The Saint Joseph City Council voted to repeal the Urban Homestead Board and reallocate remaining ARPA funds to the city’s housing rehabilitation program after staff said statutory restrictions and low program interest limited the board’s effectiveness.
Brian (last name not specified), a city staff member, told council that $2,000,000 in ARPA funds had been set aside for the Urban Homestead initiative and that those dollars were intended to serve two purposes: about $1,000,000 for rehabilitation grants to homeowners and about $1,000,000 for a traditional urban homestead program in which the board would purchase, rehabilitate and resell houses to owner-occupants. “The state grants the authority to create this board,” Brian said, but added state law included a requirement that the board could only give a grant on houses it had sold, limiting the board’s ability to award repair grants to owners who had not been through the board’s purchase process.

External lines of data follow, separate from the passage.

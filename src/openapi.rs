use crate::models::{
    Campaign, CampaignStatus, NewCampaign, NewPet, NewReport, Pet, PetKind, PetStatus, Report,
    ReportSnapshot, TargetType,
};
use utoipa::OpenApi;

#[derive(OpenApi)]
#[openapi(
    paths(
        crate::routes::list_pets,
        crate::routes::create_pet,
        crate::routes::list_campaigns,
        crate::routes::create_campaign,
        crate::routes::list_reports,
        crate::routes::create_report,
        crate::routes::upload_pet_image,
        crate::routes::upload_campaign_image,
        crate::routes::status,
    ),
    components(schemas(
        Pet, NewPet, PetKind, PetStatus,
        Campaign, NewCampaign, CampaignStatus,
        Report, NewReport, ReportSnapshot, TargetType,
        crate::routes::CreatedResponse, crate::routes::UploadResponse, crate::routes::StatusResponse
    )),
    tags(
        (name = "pets", description = "Lost, found and adoptable pets"),
        (name = "campaigns", description = "Fundraising campaigns"),
        (name = "reports", description = "Community reports and cases"),
    )
)]
pub struct ApiDoc;
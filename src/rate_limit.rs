use std::collections::VecDeque;
use std::sync::atomic::{AtomicUsize, Ordering};
use std::sync::Arc;
use std::time::{Duration, Instant};
use dashmap::DashMap;

#[derive(Debug, Clone, Copy, PartialEq, Eq, Hash)]
pub enum SubmissionKind {
    Pet,
    Campaign,
    Report,
    Image,
}

impl SubmissionKind {
    fn tag(self) -> &'static str {
        match self {
            SubmissionKind::Pet => "pet",
            SubmissionKind::Campaign => "campaign",
            SubmissionKind::Report => "report",
            SubmissionKind::Image => "image",
        }
    }
}

/// Sliding window counter keyed by arbitrary strings (pod local).
#[derive(Clone, Default)]
pub struct SlidingWindow {
    hits: Arc<DashMap<String, VecDeque<Instant>>>,
}

impl SlidingWindow {
    /// Records a hit and returns true when `key` is still under `limit` within `window`.
    pub fn hit(&self, key: &str, limit: usize, window: Duration) -> bool {
        let now = Instant::now();
        let mut entry = self.hits.entry(key.to_string()).or_default();
        while entry.front().is_some_and(|t| now.duration_since(*t) >= window) {
            entry.pop_front();
        }
        if entry.len() < limit {
            entry.push_back(now);
            true
        } else {
            false
        }
    }

    /// Forget keys whose latest hit is older than `max_age`.
    pub fn evict_idle(&self, max_age: Duration) {
        let now = Instant::now();
        self.hits
            .retain(|_, hits| hits.back().is_some_and(|t| now.duration_since(*t) < max_age));
    }

    pub fn len(&self) -> usize {
        self.hits.len()
    }

    pub fn is_empty(&self) -> bool {
        self.hits.is_empty()
    }
}

#[derive(Clone, Copy, Debug)]
pub struct Quota {
    pub limit: usize,
    pub window: Duration,
}

/// Per-kind quotas, overridable with `RL_<KIND>_LIMIT` / `RL_<KIND>_WINDOW` (seconds).
///
/// Clients are identified by their socket peer address. `RL_TRUST_FORWARDED=1`
/// switches to the `Forwarded` / `X-Forwarded-For` address, which is only
/// sound behind a proxy that overwrites those headers.
#[derive(Clone, Debug)]
pub struct RateLimitConfig {
    pub pet: Quota,
    pub campaign: Quota,
    pub report: Quota,
    pub image: Quota,
    pub trust_forwarded: bool,
}

impl Default for RateLimitConfig {
    fn default() -> Self {
        let q = |limit, secs| Quota { limit, window: Duration::from_secs(secs) };
        Self {
            pet: q(5, 600),
            campaign: q(3, 3600),
            report: q(10, 600),
            image: q(10, 600),
            trust_forwarded: false,
        }
    }
}

impl RateLimitConfig {
    pub fn from_env() -> Self {
        fn quota(kind: &str, default: Quota) -> Quota {
            let limit = std::env::var(format!("RL_{kind}_LIMIT")).ok().and_then(|v| v.parse().ok()).unwrap_or(default.limit);
            let window = std::env::var(format!("RL_{kind}_WINDOW")).ok().and_then(|v| v.parse().ok()).map(Duration::from_secs).unwrap_or(default.window);
            Quota { limit, window }
        }
        let d = Self::default();
        Self {
            pet: quota("PET", d.pet),
            campaign: quota("CAMPAIGN", d.campaign),
            report: quota("REPORT", d.report),
            image: quota("IMAGE", d.image),
            trust_forwarded: std::env::var("RL_TRUST_FORWARDED")
                .map(|v| matches!(v.trim(), "1" | "true" | "yes"))
                .unwrap_or(d.trust_forwarded),
        }
    }

    pub fn quota(&self, kind: SubmissionKind) -> Quota {
        match kind {
            SubmissionKind::Pet => self.pet,
            SubmissionKind::Campaign => self.campaign,
            SubmissionKind::Report => self.report,
            SubmissionKind::Image => self.image,
        }
    }

    fn longest_window(&self) -> Duration {
        [self.pet, self.campaign, self.report, self.image]
            .iter()
            .map(|q| q.window)
            .max()
            .unwrap_or_default()
    }
}

const SWEEP_EVERY: usize = 256;

/// Guard used by the submission handlers.
#[derive(Clone)]
pub struct SubmissionLimiter {
    window: SlidingWindow,
    cfg: RateLimitConfig,
    calls: Arc<AtomicUsize>,
}

impl SubmissionLimiter {
    pub fn new(cfg: RateLimitConfig) -> Self {
        Self { window: SlidingWindow::default(), cfg, calls: Arc::default() }
    }

    pub fn trusts_forwarded(&self) -> bool {
        self.cfg.trust_forwarded
    }

    pub fn allow(&self, kind: SubmissionKind, client: &str) -> bool {
        // periodic sweep keeps one-off clients from accumulating
        if (self.calls.fetch_add(1, Ordering::Relaxed) + 1) % SWEEP_EVERY == 0 {
            self.window.evict_idle(self.cfg.longest_window());
        }
        let q = self.cfg.quota(kind);
        self.window.hit(&format!("{}:{client}", kind.tag()), q.limit, q.window)
    }

    /// Number of client/kind keys currently tracked.
    pub fn tracked(&self) -> usize {
        self.window.len()
    }
}
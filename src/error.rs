use actix_web::{HttpResponse, ResponseError};
use serde::Serialize;

use crate::dal::DalError;

#[derive(Debug, Serialize)]
pub struct ApiErrorBody {
    pub error: String,
}

#[derive(thiserror::Error, Debug)]
pub enum ApiError {
    #[error("{0}")] BadRequest(String),
    #[error("{0}")] Unavailable(String),
    #[error("{0}")] BadGateway(String),
    #[error("{0}")] GatewayTimeout(String),
    #[error("too many submissions; try again later")] TooManyRequests,
    #[error("file too large")] PayloadTooLarge,
    #[error("unsupported media type")] UnsupportedMediaType,
}

impl From<DalError> for ApiError {
    fn from(e: DalError) -> Self {
        let msg = e.to_string();
        match e {
            DalError::NotConfigured(_) => ApiError::Unavailable(msg),
            DalError::Invalid { .. } => ApiError::BadRequest(msg),
            DalError::Timeout(_) => ApiError::GatewayTimeout(msg),
            DalError::SaveFailed(_) | DalError::ListFailed(_) | DalError::UploadFailed(_) => {
                ApiError::BadGateway(msg)
            }
        }
    }
}

impl ResponseError for ApiError {
    fn error_response(&self) -> HttpResponse {
        use actix_web::http::StatusCode;
        let status = match self {
            ApiError::BadRequest(_) => StatusCode::BAD_REQUEST,
            ApiError::Unavailable(_) => StatusCode::SERVICE_UNAVAILABLE,
            ApiError::BadGateway(_) => StatusCode::BAD_GATEWAY,
            ApiError::GatewayTimeout(_) => StatusCode::GATEWAY_TIMEOUT,
            ApiError::TooManyRequests => StatusCode::TOO_MANY_REQUESTS,
            ApiError::PayloadTooLarge => StatusCode::PAYLOAD_TOO_LARGE,
            ApiError::UnsupportedMediaType => StatusCode::UNSUPPORTED_MEDIA_TYPE,
        };
        HttpResponse::build(status).json(ApiErrorBody { error: self.to_string() })
    }
}
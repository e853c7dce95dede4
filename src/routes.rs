use actix_multipart::Multipart;
use actix_web::{web, HttpRequest, HttpResponse};
use futures_util::TryStreamExt as _;
use serde::Serialize;
use utoipa::ToSchema;

use crate::config::ConfigKey;
use crate::dal::{Backend, Dal};
use crate::error::ApiError;
use crate::models::*;
use crate::rate_limit::{SubmissionKind, SubmissionLimiter};

pub fn config(cfg: &mut web::ServiceConfig) {
    cfg.service(
        web::scope("/api/v1")
            .app_data(
                web::JsonConfig::default()
                    .error_handler(|e, _| ApiError::BadRequest(e.to_string()).into()),
            )
            .app_data(
                web::QueryConfig::default()
                    .error_handler(|e, _| ApiError::BadRequest(e.to_string()).into()),
            )
            .service(
                web::resource("/pets")
                    .route(web::get().to(list_pets))
                    .route(web::post().to(create_pet)),
            )
            .service(
                web::resource("/campaigns")
                    .route(web::get().to(list_campaigns))
                    .route(web::post().to(create_campaign)),
            )
            .service(
                web::resource("/reports")
                    .route(web::get().to(list_reports))
                    .route(web::post().to(create_report)),
            )
            .service(web::resource("/images/pets").route(web::post().to(upload_pet_image)))
            .service(web::resource("/images/campaigns").route(web::post().to(upload_campaign_image)))
            .service(web::resource("/status").route(web::get().to(status))),
    );
}

#[derive(Clone)]
pub struct AppState {
    pub dal: Dal,
    /// Required configuration keys that were absent at startup.
    pub missing_config: Vec<ConfigKey>,
    pub limiter: Option<SubmissionLimiter>,
}

#[derive(Debug, Serialize, ToSchema)]
pub struct CreatedResponse {
    pub id: String,
}

#[derive(Debug, Serialize, ToSchema)]
pub struct UploadResponse {
    pub url: String,
}

#[derive(Debug, Serialize, ToSchema)]
pub struct StatusResponse {
    pub configured: bool,
    pub missing: Vec<String>,
}

fn client_key(req: &HttpRequest, limiter: &SubmissionLimiter) -> String {
    if limiter.trusts_forwarded() {
        if let Some(ip) = req.connection_info().realip_remote_addr() {
            return ip.to_string();
        }
    }
    req.peer_addr()
        .map(|a| a.ip().to_string())
        .unwrap_or_else(|| "unknown".into())
}

/// Charged only once a submission has passed the local checks.
fn check_quota(data: &AppState, req: &HttpRequest, kind: SubmissionKind) -> Result<(), ApiError> {
    match &data.limiter {
        Some(l) if !l.allow(kind, &client_key(req, l)) => Err(ApiError::TooManyRequests),
        _ => Ok(()),
    }
}

#[utoipa::path(
    get,
    path = "/api/v1/pets",
    params(PetFilter),
    responses((status = 200, description = "Pets, most recent first", body = [Pet]))
)]
pub async fn list_pets(data: web::Data<AppState>, filter: web::Query<PetFilter>) -> HttpResponse {
    let pets = filter.into_inner().apply(data.dal.list_pets().await);
    HttpResponse::Ok().json(pets)
}

#[utoipa::path(
    post,
    path = "/api/v1/pets",
    request_body = NewPet,
    responses(
        (status = 201, description = "Pet created", body = CreatedResponse),
        (status = 400, description = "Invalid payload"),
        (status = 429, description = "Too many submissions"),
        (status = 503, description = "Backend not configured")
    )
)]
pub async fn create_pet(
    req: HttpRequest,
    data: web::Data<AppState>,
    payload: web::Json<NewPet>,
) -> Result<HttpResponse, ApiError> {
    let pet = payload.into_inner();
    data.dal.admit_pet(&pet)?;
    check_quota(&data, &req, SubmissionKind::Pet)?;
    let id = data.dal.create_pet(pet).await?;
    Ok(HttpResponse::Created().json(CreatedResponse { id }))
}

#[utoipa::path(
    get,
    path = "/api/v1/campaigns",
    responses((status = 200, description = "Campaigns, most recent first", body = [Campaign]))
)]
pub async fn list_campaigns(data: web::Data<AppState>) -> HttpResponse {
    HttpResponse::Ok().json(data.dal.list_campaigns().await)
}

#[utoipa::path(
    post,
    path = "/api/v1/campaigns",
    request_body = NewCampaign,
    responses(
        (status = 201, description = "Campaign created", body = CreatedResponse),
        (status = 400, description = "Invalid payload"),
        (status = 503, description = "Backend not configured")
    )
)]
pub async fn create_campaign(
    req: HttpRequest,
    data: web::Data<AppState>,
    payload: web::Json<NewCampaign>,
) -> Result<HttpResponse, ApiError> {
    let campaign = payload.into_inner();
    data.dal.admit_campaign(&campaign)?;
    check_quota(&data, &req, SubmissionKind::Campaign)?;
    let id = data.dal.create_campaign(campaign).await?;
    Ok(HttpResponse::Created().json(CreatedResponse { id }))
}

#[utoipa::path(
    get,
    path = "/api/v1/reports",
    responses((status = 200, description = "Reports, most recent first", body = [Report]))
)]
pub async fn list_reports(data: web::Data<AppState>) -> HttpResponse {
    HttpResponse::Ok().json(data.dal.list_reports().await)
}

#[utoipa::path(
    post,
    path = "/api/v1/reports",
    request_body = NewReport,
    responses(
        (status = 201, description = "Report filed", body = CreatedResponse),
        (status = 400, description = "Invalid payload"),
        (status = 503, description = "Backend not configured")
    )
)]
pub async fn create_report(
    req: HttpRequest,
    data: web::Data<AppState>,
    payload: web::Json<NewReport>,
) -> Result<HttpResponse, ApiError> {
    let report = payload.into_inner();
    data.dal.admit_report(&report)?;
    check_quota(&data, &req, SubmissionKind::Report)?;
    let id = data.dal.create_report(report).await?;
    Ok(HttpResponse::Created().json(CreatedResponse { id }))
}

pub const IMAGE_SIZE_LIMIT: usize = 10 * 1024 * 1024; // 10 MB

const ALLOWED_MIME: &[&str] = &["image/png", "image/jpeg", "image/gif", "image/webp"];

/// Pull the `file` field out of a multipart body, enforcing size and type.
async fn read_image(mut payload: Multipart) -> Result<ImageFile, ApiError> {
    while let Some(mut field) = payload.try_next().await.map_err(|e| {
        log::error!("multipart error: {e}");
        ApiError::BadRequest("malformed multipart body".into())
    })? {
        if field.content_disposition().get_name() != Some("file") {
            continue;
        }
        let name = field
            .content_disposition()
            .get_filename()
            .unwrap_or("upload")
            .to_string();
        let mut bytes: Vec<u8> = Vec::new();
        while let Some(chunk) = field.try_next().await.map_err(|e| {
            log::error!("stream read error: {e}");
            ApiError::BadRequest("malformed multipart body".into())
        })? {
            if bytes.len() + chunk.len() > IMAGE_SIZE_LIMIT {
                return Err(ApiError::PayloadTooLarge);
            }
            bytes.extend_from_slice(&chunk);
        }
        let file = ImageFile { name, bytes };
        // the declared part type is not trusted
        match file.sniffed_type() {
            Some(mime) if ALLOWED_MIME.contains(&mime) => {}
            _ => return Err(ApiError::UnsupportedMediaType),
        }
        return Ok(file);
    }
    Err(ApiError::BadRequest("missing multipart field 'file'".into()))
}

async fn upload(
    req: HttpRequest,
    data: web::Data<AppState>,
    payload: Multipart,
    folder: ImageFolder,
) -> Result<HttpResponse, ApiError> {
    let file = read_image(payload).await?;
    data.dal.ensure(Backend::Blobs)?;
    check_quota(&data, &req, SubmissionKind::Image)?;
    let url = data.dal.upload_image(file, folder).await?;
    Ok(HttpResponse::Created().json(UploadResponse { url }))
}

#[utoipa::path(
    post,
    path = "/api/v1/images/pets",
    responses(
        (status = 201, description = "Image stored", body = UploadResponse),
        (status = 413, description = "Payload too large"),
        (status = 415, description = "Unsupported media type")
    )
)]
pub async fn upload_pet_image(req: HttpRequest, data: web::Data<AppState>, payload: Multipart) -> Result<HttpResponse, ApiError> {
    upload(req, data, payload, ImageFolder::Pets).await
}

#[utoipa::path(
    post,
    path = "/api/v1/images/campaigns",
    responses(
        (status = 201, description = "Image stored", body = UploadResponse),
        (status = 413, description = "Payload too large"),
        (status = 415, description = "Unsupported media type")
    )
)]
pub async fn upload_campaign_image(req: HttpRequest, data: web::Data<AppState>, payload: Multipart) -> Result<HttpResponse, ApiError> {
    upload(req, data, payload, ImageFolder::Campaigns).await
}

#[utoipa::path(
    get,
    path = "/api/v1/status",
    responses((status = 200, description = "Backend configuration state", body = StatusResponse))
)]
pub async fn status(data: web::Data<AppState>) -> HttpResponse {
    HttpResponse::Ok().json(StatusResponse {
        configured: data.dal.is_ready(),
        missing: data.missing_config.iter().map(|k| k.name().to_string()).collect(),
    })
}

Brian said the rehabilitation grant arm of the program had been administered in-house and functioned, but the second arm—home acquisition and resale—proved difficult because of COVID-era residency eligibility limits, income limitations, and low interest among potential buyers. He told council the city will move the remaining funds, roughly $850,000, into the ongoing housing rehabilitation program to be used for repairs such as roofs, windows and HVAC units.
Council member Jim (last name not specified) and others pressed for clarity on ARPA timelines and the city’s process for contracting funds. City staff and the mayor emphasized ARPA spending rules: funds must be under contract by the end of the current year or risk being lost, and staff said the finance department will provide a report in June on spent and committed ARPA funds and will prioritize getting remaining dollars under contract before October.
Council approved the ordinance repeal and the fund reallocation (vote announced 9-0). City staff said the Urban Homestead Board could be re-created later if conditions change.
Next steps: staff will process existing contracts tied to the Urban Homestead funding, move the remainder to the housing rehabilitation program, and publish an ARPA status report to council in June.